◆ EXERCISE:
Note how many lines in the following material mention "warn", then give that number by itself.
Segment Open
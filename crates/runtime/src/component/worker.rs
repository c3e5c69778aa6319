//! Worker task that owns a component's bus client and epoch state.
//!
//! Listener callbacks only forward messages into the worker's inbound
//! channel, so every state transition happens on this one task.

use std::collections::HashMap;
use std::sync::Arc;

use tokio::sync::{mpsc, oneshot, watch};
use tracing::{debug, error, info, warn};

use sim_messages::{
    EpochMessage, Message, MessageFactory, MessageGenerator, SimulationState,
    SimulationStateMessage,
};

use super::config::ComponentConfig;
use super::state::ComponentState;
use crate::api::{ComponentHandle, EpochContext, EpochProcessor, Result};
use crate::bus::{Broker, BusClient, BusConfig};

pub(crate) enum ComponentCommand {
    Restart { reply: oneshot::Sender<bool> },
    Stop { reply: oneshot::Sender<()> },
}

/// Ids of epoch messages already acted on, keyed to their epoch number.
///
/// Epochs older than the last completed one are rejected by number, so their
/// ids are dropped once a newer epoch completes.
#[derive(Debug, Default)]
struct HandledEpochs {
    ids: HashMap<String, u64>,
}

impl HandledEpochs {
    /// False when `message_id` was seen before.
    fn insert(&mut self, message_id: &str, epoch: u64) -> bool {
        if self.ids.contains_key(message_id) {
            return false;
        }
        self.ids.insert(message_id.to_owned(), epoch);
        true
    }

    fn forget_before(&mut self, epoch: u64) {
        self.ids.retain(|_, number| *number >= epoch);
    }

    #[cfg(test)]
    fn len(&self) -> usize {
        self.ids.len()
    }
}

struct Inbound {
    message: Message,
    topic: String,
}

/// A process taking part in a simulation, driven by epoch messages.
pub struct SimulationComponent<P> {
    config: ComponentConfig,
    processor: P,
}

impl<P: EpochProcessor> SimulationComponent<P> {
    pub fn new(config: ComponentConfig, processor: P) -> Self {
        Self { config, processor }
    }

    /// Connects to the bus, subscribes to the control topics, announces
    /// readiness for epoch 0 and hands the component to its worker task.
    pub async fn start(
        self,
        broker: &dyn Broker,
        bus_config: BusConfig,
        factory: Arc<MessageFactory>,
    ) -> Result<ComponentHandle> {
        let Self { config, processor } = self;
        let client = BusClient::connect(broker, bus_config, factory).await?;
        let (inbound_tx, inbound_rx) = mpsc::unbounded_channel();

        let mut topics = vec![config.epoch_topic.clone(), config.simulation_state_topic.clone()];
        topics.extend(config.other_topics.iter().cloned());
        let subscribed = client
            .add_listener(topics, move |message, topic| {
                if inbound_tx.send(Inbound { message, topic }).is_err() {
                    debug!("component worker gone, message dropped");
                }
                std::future::ready(())
            })
            .await;
        if let Err(error) = subscribed {
            client.close().await;
            return Err(error);
        }

        let (state_tx, state_rx) = watch::channel(ComponentState::Created);
        let mut worker = ComponentWorker {
            generator: MessageGenerator::new(
                config.simulation_id.clone(),
                config.component_name.clone(),
            ),
            config,
            processor,
            client,
            state_tx,
            completed_epoch: 0,
            handled_epochs: HandledEpochs::default(),
        };

        if let Err(error) = worker.send_ready(0, Vec::new()) {
            worker.client.close().await;
            return Err(error);
        }
        worker.set_state(ComponentState::AwaitingStart);
        info!(component = %worker.config.component_name, "component started");

        let name = worker.config.component_name.clone();
        let (command_tx, command_rx) = mpsc::channel(8);
        let join = tokio::spawn(worker.run(command_rx, inbound_rx));
        Ok(ComponentHandle::new(name, command_tx, state_rx, join))
    }
}

struct ComponentWorker<P> {
    config: ComponentConfig,
    processor: P,
    client: BusClient,
    generator: MessageGenerator,
    state_tx: watch::Sender<ComponentState>,
    completed_epoch: u64,
    handled_epochs: HandledEpochs,
}

impl<P: EpochProcessor> ComponentWorker<P> {
    async fn run(
        mut self,
        mut commands: mpsc::Receiver<ComponentCommand>,
        mut inbound: mpsc::UnboundedReceiver<Inbound>,
    ) {
        loop {
            tokio::select! {
                Some(command) = commands.recv() => self.handle_command(command).await,
                Some(delivery) = inbound.recv() => self.handle_inbound(delivery).await,
                else => break,
            }
            if self.state().is_stopped() {
                break;
            }
        }
        self.stop().await;
    }

    fn state(&self) -> ComponentState {
        *self.state_tx.borrow()
    }

    fn set_state(&self, state: ComponentState) {
        let previous = self.state_tx.send_replace(state);
        debug!(
            component = %self.config.component_name,
            from = %previous,
            to = %state,
            "component state changed"
        );
    }

    async fn handle_command(&mut self, command: ComponentCommand) {
        match command {
            ComponentCommand::Restart { reply } => {
                let restarted = self.restart();
                if reply.send(restarted).is_err() {
                    debug!("Restart reply channel closed (caller dropped)");
                }
            }
            ComponentCommand::Stop { reply } => {
                self.stop().await;
                if reply.send(()).is_err() {
                    debug!("Stop reply channel closed (caller dropped)");
                }
            }
        }
    }

    async fn handle_inbound(&mut self, Inbound { message, topic }: Inbound) {
        match message.simulation_id() {
            Some(id) if id == self.config.simulation_id => {}
            Some(other) => {
                debug!(simulation_id = other, %topic, "message from another simulation ignored");
                return;
            }
            None if self.is_control_topic(&topic) => {
                warn!(%topic, "invalid message on a control topic ignored");
                return;
            }
            None => {}
        }

        match message {
            Message::Epoch(epoch) => self.on_epoch(epoch).await,
            Message::SimulationState(state) => self.on_simulation_state(state).await,
            other => self.on_other(other, &topic).await,
        }
    }

    fn is_control_topic(&self, topic: &str) -> bool {
        topic == self.config.epoch_topic || topic == self.config.simulation_state_topic
    }

    async fn on_simulation_state(&mut self, message: SimulationStateMessage) {
        match message.simulation_state() {
            SimulationState::Running if self.state() == ComponentState::AwaitingStart => {
                debug!("simulation running, repeating readiness for epoch 0");
                if let Err(error) = self.send_ready(0, Vec::new()) {
                    error!(%error, "failed to publish ready status");
                }
            }
            SimulationState::Running => {}
            SimulationState::Stopped => {
                info!(component = %self.config.component_name, "simulation stopped");
                self.stop().await;
            }
        }
    }

    async fn on_epoch(&mut self, epoch: EpochMessage) {
        let state = self.state();
        if !state.accepts_epochs() {
            debug!(%state, epoch = epoch.epoch_number(), "epoch ignored");
            return;
        }

        let message_id = epoch.envelope().message_id().to_owned();
        let number = epoch.epoch_number();
        if !self.handled_epochs.insert(&message_id, number) {
            debug!(%message_id, "epoch message already handled");
            return;
        }

        if number == 0 {
            return;
        }
        if number <= self.completed_epoch {
            if number == self.completed_epoch {
                info!(epoch = number, "epoch resent, repeating status");
                if let Err(error) = self.send_ready(number, vec![message_id]) {
                    error!(%error, "failed to publish ready status");
                }
            } else {
                debug!(epoch = number, completed = self.completed_epoch, "old epoch ignored");
            }
            return;
        }
        if number > self.completed_epoch + 1 {
            warn!(
                expected = self.completed_epoch + 1,
                received = number,
                "epoch numbers skipped"
            );
        }

        self.set_state(ComponentState::Processing { epoch: number });
        let outcome = {
            let mut ctx =
                EpochContext::new(number, Some(&epoch), &mut self.generator, &self.client);
            self.processor.process_epoch(&mut ctx).await
        };

        let failure = match outcome {
            Ok(true) => None,
            Ok(false) => Some("epoch processing reported failure".to_owned()),
            Err(cause) => Some(format!("{cause:#}")),
        };
        match failure {
            None => {
                self.completed_epoch = number;
                self.handled_epochs.forget_before(number);
                if let Err(error) = self.send_ready(number, vec![message_id]) {
                    error!(%error, "failed to publish ready status");
                }
                self.set_state(ComponentState::Ready { epoch: number });
            }
            Some(description) => {
                error!(epoch = number, %description, "epoch processing failed");
                if let Err(error) = self.send_error(number, vec![message_id], description) {
                    error!(%error, "failed to publish error status");
                }
                self.set_state(ComponentState::Error { epoch: number });
            }
        }
    }

    async fn on_other(&mut self, message: Message, topic: &str) {
        let mut ctx =
            EpochContext::new(self.completed_epoch, None, &mut self.generator, &self.client);
        if let Err(error) = self.processor.handle_message(message, topic, &mut ctx).await {
            let detail = format!("{error:#}");
            warn!(%topic, error = %detail, "message handler failed");
        }
    }

    fn send_ready(&mut self, epoch: u64, triggering: Vec<String>) -> Result<()> {
        let status = self.generator.status_ready(epoch, triggering)?;
        self.client.publish(&self.config.status_topic, &status.into())
    }

    fn send_error(
        &mut self,
        epoch: u64,
        triggering: Vec<String>,
        description: String,
    ) -> Result<()> {
        let status = self.generator.status_error(epoch, triggering, description)?;
        self.client.publish(&self.config.error_topic, &status.into())
    }

    fn restart(&mut self) -> bool {
        let ComponentState::Error { epoch } = self.state() else {
            return false;
        };
        info!(failed_epoch = epoch, resume_after = self.completed_epoch, "component restarted");
        self.set_state(ComponentState::Ready {
            epoch: self.completed_epoch,
        });
        true
    }

    async fn stop(&mut self) {
        self.client.close().await;
        if !self.state().is_stopped() {
            self.set_state(ComponentState::Stopped);
        }
    }
}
Segment Closed
◆ SOLUTION FOR THIS EXERCISE:
4